** Work to complete **
Write out exactly the lines below that run from the one containing "order = self.submitter.submit_order(&payload).await.map_err(|e|" through the one containing "let record = payment.into_record(order_due)?;", both included, with no other lines.

━━━━━━━━━━━━━━━━

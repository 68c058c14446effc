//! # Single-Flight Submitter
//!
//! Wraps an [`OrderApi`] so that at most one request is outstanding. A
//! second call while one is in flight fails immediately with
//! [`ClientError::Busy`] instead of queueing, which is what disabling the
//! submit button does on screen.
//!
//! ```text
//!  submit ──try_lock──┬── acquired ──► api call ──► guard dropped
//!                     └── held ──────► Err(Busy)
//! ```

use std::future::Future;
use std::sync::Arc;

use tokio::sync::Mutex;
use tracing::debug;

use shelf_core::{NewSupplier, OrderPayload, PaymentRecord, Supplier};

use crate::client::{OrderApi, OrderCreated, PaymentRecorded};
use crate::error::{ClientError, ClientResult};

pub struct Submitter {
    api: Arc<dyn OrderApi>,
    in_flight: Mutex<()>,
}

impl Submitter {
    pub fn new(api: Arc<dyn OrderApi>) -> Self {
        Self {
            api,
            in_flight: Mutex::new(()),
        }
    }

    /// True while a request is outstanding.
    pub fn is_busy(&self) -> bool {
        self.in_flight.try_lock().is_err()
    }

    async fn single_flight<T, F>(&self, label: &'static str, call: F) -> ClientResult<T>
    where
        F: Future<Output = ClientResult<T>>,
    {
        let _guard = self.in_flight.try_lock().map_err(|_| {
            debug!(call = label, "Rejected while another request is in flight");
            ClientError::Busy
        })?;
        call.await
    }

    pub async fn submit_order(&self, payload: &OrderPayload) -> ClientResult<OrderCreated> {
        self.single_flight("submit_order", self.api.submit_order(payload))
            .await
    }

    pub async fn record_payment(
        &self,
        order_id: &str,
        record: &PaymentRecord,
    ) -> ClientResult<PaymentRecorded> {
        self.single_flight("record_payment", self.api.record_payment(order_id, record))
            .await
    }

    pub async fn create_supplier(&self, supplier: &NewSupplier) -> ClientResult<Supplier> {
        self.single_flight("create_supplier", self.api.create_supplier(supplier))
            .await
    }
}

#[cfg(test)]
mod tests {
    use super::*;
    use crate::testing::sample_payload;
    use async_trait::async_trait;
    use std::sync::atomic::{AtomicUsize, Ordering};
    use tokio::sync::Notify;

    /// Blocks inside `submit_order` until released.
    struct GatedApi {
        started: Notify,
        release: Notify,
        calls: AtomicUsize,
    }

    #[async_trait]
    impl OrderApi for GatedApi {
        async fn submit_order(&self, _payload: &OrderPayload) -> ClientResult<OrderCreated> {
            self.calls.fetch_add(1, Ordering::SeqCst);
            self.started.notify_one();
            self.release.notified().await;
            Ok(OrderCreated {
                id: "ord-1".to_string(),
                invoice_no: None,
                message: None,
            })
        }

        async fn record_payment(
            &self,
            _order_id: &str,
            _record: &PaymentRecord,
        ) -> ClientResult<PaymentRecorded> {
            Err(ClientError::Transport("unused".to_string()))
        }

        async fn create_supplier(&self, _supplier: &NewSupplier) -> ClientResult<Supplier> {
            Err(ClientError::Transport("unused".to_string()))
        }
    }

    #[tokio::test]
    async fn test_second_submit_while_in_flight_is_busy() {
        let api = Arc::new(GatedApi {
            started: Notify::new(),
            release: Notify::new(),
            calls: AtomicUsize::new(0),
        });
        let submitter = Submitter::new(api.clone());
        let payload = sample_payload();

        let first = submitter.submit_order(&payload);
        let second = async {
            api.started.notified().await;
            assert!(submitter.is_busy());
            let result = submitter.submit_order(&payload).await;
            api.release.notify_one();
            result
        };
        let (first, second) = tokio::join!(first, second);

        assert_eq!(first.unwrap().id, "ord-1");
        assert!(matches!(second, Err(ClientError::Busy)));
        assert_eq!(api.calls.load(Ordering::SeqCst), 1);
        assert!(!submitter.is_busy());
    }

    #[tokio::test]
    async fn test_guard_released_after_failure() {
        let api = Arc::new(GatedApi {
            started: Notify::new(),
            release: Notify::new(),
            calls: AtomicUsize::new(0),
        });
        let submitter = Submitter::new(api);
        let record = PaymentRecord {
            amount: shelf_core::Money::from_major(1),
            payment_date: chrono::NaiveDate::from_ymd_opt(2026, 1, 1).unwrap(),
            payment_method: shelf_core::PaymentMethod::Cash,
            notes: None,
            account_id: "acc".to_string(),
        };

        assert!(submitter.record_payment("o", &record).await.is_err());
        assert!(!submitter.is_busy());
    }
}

━━━━━━━━━━━━━━━━

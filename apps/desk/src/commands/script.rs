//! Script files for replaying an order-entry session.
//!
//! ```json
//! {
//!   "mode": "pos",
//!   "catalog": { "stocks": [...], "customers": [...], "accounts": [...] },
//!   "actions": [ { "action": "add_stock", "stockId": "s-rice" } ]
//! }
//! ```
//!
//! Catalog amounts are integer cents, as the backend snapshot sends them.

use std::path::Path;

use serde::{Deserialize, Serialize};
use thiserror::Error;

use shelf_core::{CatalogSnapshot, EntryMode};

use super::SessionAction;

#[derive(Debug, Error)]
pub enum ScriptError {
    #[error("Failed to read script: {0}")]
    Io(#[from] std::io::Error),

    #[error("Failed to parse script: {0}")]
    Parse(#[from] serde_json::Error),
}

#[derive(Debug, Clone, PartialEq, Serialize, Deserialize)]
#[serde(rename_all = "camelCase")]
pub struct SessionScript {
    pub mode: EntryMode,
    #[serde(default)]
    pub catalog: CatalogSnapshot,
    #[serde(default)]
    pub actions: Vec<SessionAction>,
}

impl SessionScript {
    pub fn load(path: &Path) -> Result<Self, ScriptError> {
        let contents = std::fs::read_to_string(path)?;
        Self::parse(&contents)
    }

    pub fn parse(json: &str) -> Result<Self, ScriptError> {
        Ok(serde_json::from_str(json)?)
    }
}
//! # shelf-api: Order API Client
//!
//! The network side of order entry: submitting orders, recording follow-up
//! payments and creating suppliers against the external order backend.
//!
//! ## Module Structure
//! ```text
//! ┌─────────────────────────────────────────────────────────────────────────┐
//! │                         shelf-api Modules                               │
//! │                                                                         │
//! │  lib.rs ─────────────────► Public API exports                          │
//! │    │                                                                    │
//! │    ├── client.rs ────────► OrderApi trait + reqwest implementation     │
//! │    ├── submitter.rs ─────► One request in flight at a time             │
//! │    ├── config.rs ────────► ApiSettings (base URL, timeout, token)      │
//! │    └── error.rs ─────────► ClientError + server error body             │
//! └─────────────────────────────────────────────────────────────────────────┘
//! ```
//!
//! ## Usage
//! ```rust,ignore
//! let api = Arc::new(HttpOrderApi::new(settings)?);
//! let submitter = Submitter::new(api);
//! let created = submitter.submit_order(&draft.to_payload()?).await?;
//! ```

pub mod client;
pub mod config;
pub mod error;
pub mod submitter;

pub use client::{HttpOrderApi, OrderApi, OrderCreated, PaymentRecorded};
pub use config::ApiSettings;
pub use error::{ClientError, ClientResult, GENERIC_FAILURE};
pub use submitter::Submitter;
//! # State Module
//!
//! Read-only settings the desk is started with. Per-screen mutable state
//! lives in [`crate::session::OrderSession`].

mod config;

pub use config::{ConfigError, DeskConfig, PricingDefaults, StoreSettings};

━━━━━━━━━━━━━━━━

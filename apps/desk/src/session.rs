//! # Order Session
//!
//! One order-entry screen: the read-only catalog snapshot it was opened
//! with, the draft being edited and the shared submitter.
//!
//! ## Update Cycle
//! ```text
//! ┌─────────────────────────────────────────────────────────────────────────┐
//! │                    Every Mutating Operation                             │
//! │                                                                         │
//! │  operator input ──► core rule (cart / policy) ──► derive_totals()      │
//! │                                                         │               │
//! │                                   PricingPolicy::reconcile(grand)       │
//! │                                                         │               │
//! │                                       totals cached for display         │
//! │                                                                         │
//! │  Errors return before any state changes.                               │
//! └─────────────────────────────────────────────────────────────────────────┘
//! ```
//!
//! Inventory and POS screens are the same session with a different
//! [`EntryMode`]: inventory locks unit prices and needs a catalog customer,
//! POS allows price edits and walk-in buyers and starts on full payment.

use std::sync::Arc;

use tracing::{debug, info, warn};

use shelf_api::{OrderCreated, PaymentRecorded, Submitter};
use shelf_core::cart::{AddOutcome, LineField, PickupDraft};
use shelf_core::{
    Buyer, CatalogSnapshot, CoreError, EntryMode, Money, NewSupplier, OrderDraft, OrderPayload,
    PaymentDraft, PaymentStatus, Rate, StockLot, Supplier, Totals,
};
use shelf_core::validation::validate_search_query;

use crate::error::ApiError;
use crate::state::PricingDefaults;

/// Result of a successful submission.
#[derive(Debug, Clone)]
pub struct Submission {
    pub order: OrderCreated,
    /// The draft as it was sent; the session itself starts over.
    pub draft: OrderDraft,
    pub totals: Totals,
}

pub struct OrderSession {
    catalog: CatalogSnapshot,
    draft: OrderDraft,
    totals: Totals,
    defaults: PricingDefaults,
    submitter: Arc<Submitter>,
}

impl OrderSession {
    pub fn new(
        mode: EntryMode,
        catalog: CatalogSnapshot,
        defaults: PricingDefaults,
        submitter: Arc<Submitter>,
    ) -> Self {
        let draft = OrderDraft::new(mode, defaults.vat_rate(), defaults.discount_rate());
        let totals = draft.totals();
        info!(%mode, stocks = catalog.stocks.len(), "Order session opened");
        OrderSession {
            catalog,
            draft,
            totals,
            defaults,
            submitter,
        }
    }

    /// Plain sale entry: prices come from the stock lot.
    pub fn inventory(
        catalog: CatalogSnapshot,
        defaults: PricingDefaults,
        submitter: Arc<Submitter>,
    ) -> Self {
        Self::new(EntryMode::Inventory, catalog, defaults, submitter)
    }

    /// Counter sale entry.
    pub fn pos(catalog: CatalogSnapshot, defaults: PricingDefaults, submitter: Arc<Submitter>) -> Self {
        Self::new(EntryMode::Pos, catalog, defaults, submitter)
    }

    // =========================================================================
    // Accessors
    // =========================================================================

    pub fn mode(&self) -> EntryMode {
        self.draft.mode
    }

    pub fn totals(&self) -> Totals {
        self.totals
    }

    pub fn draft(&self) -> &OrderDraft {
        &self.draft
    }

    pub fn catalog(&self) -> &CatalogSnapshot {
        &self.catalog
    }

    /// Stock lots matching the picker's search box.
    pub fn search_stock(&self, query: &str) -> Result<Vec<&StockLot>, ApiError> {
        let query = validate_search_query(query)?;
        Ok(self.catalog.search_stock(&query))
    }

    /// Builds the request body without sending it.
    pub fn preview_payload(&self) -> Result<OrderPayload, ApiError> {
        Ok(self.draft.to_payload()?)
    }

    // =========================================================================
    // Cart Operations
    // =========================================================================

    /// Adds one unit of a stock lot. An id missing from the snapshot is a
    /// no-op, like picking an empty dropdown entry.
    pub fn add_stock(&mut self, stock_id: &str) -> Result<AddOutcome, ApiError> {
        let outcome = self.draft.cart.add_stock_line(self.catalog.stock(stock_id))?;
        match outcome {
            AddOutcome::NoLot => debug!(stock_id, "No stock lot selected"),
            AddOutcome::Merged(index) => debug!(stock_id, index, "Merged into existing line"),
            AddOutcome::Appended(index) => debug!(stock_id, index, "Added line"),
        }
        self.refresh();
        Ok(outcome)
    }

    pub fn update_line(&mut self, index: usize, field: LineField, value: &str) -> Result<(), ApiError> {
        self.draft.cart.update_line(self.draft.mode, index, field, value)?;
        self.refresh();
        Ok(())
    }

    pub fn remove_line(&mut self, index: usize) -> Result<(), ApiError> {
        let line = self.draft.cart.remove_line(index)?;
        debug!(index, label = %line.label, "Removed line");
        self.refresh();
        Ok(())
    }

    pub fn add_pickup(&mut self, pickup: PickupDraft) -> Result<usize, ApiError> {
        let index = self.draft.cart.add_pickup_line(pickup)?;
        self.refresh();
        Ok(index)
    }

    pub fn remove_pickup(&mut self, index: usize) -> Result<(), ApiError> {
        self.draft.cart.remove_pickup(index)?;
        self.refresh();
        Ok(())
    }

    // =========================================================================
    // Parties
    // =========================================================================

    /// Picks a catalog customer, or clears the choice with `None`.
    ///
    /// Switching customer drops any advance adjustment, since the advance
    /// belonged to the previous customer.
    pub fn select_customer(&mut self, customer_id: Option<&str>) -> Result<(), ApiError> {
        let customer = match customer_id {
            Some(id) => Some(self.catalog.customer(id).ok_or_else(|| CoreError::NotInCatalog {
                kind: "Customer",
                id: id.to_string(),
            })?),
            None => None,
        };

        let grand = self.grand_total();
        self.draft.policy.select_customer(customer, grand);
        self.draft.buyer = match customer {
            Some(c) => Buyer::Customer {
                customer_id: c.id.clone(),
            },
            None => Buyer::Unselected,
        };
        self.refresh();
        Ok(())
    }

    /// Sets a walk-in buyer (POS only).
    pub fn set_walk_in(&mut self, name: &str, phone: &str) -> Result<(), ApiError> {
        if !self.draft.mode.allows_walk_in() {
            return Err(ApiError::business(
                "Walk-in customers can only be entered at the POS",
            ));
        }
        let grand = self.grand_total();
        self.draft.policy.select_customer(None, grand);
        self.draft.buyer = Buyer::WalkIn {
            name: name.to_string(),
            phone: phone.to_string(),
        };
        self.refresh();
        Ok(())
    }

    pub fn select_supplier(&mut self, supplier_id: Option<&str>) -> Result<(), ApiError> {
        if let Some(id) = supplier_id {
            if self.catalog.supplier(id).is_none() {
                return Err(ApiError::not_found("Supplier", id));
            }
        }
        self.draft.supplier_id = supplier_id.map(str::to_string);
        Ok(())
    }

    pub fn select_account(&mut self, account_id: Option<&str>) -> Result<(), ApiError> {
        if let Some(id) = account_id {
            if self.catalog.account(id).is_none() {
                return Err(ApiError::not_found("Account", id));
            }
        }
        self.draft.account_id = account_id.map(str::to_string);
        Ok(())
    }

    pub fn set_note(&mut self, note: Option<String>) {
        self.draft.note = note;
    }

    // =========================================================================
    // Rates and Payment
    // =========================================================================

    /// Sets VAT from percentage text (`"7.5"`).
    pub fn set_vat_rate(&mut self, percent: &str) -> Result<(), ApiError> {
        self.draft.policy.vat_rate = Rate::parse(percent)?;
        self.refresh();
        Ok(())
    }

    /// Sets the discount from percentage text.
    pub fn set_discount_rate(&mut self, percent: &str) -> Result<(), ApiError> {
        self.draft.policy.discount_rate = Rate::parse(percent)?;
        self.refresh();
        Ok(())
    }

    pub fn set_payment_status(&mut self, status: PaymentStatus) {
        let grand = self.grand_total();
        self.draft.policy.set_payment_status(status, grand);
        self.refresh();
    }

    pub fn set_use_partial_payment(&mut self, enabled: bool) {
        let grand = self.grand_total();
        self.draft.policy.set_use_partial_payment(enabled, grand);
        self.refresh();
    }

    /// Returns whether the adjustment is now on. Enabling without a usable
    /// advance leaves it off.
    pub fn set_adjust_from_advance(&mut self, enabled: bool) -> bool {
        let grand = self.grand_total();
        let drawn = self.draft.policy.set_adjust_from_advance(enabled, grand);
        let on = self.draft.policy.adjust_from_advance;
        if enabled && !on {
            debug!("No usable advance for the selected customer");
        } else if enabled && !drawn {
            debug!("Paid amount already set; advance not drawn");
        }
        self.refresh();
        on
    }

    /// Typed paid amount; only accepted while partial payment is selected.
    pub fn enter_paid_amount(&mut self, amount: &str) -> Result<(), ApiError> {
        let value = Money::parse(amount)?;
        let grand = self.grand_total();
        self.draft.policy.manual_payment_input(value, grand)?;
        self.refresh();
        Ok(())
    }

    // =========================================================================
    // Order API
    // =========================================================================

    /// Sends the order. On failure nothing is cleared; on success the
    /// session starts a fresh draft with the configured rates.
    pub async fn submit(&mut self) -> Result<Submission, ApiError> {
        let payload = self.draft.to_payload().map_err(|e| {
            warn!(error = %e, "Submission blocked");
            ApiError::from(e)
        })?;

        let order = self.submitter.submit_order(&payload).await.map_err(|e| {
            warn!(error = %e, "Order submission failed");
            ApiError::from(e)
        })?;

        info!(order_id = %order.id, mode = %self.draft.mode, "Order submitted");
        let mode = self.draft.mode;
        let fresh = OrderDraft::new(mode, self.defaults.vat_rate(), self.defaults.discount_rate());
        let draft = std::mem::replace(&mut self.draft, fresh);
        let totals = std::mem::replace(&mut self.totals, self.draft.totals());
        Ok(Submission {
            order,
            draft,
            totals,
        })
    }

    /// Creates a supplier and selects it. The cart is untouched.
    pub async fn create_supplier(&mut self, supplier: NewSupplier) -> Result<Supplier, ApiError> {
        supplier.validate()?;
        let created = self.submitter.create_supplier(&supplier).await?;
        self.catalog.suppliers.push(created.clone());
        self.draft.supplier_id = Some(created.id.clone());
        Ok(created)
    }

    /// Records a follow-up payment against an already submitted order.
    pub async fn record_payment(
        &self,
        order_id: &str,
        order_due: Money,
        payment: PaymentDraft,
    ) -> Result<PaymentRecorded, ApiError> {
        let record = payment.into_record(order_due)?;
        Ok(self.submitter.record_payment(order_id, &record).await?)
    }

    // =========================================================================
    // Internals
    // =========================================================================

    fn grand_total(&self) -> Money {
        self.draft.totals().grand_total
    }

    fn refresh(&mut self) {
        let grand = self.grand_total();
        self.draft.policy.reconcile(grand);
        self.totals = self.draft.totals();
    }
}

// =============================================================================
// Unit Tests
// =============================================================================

━━━━━━━━━━━━━━━━

** Worked solution **
        let order = self.submitter.submit_order(&payload).await.map_err(|e| {
            warn!(error = %e, "Order submission failed");
            ApiError::from(e)
        })?;

        info!(order_id = %order.id, mode = %self.draft.mode, "Order submitted");
        let mode = self.draft.mode;
        let fresh = OrderDraft::new(mode, self.defaults.vat_rate(), self.defaults.discount_rate());
        let draft = std::mem::replace(&mut self.draft, fresh);
        let totals = std::mem::replace(&mut self.totals, self.draft.totals());
        Ok(Submission {
            order,
            draft,
            totals,
        })
    }

    /// Creates a supplier and selects it. The cart is untouched.
    pub async fn create_supplier(&mut self, supplier: NewSupplier) -> Result<Supplier, ApiError> {
        supplier.validate()?;
        let created = self.submitter.create_supplier(&supplier).await?;
        self.catalog.suppliers.push(created.clone());
        self.draft.supplier_id = Some(created.id.clone());
        Ok(created)
    }

    /// Records a follow-up payment against an already submitted order.
    pub async fn record_payment(
        &self,
        order_id: &str,
        order_due: Money,
        payment: PaymentDraft,
    ) -> Result<PaymentRecorded, ApiError> {
        let record = payment.into_record(order_due)?;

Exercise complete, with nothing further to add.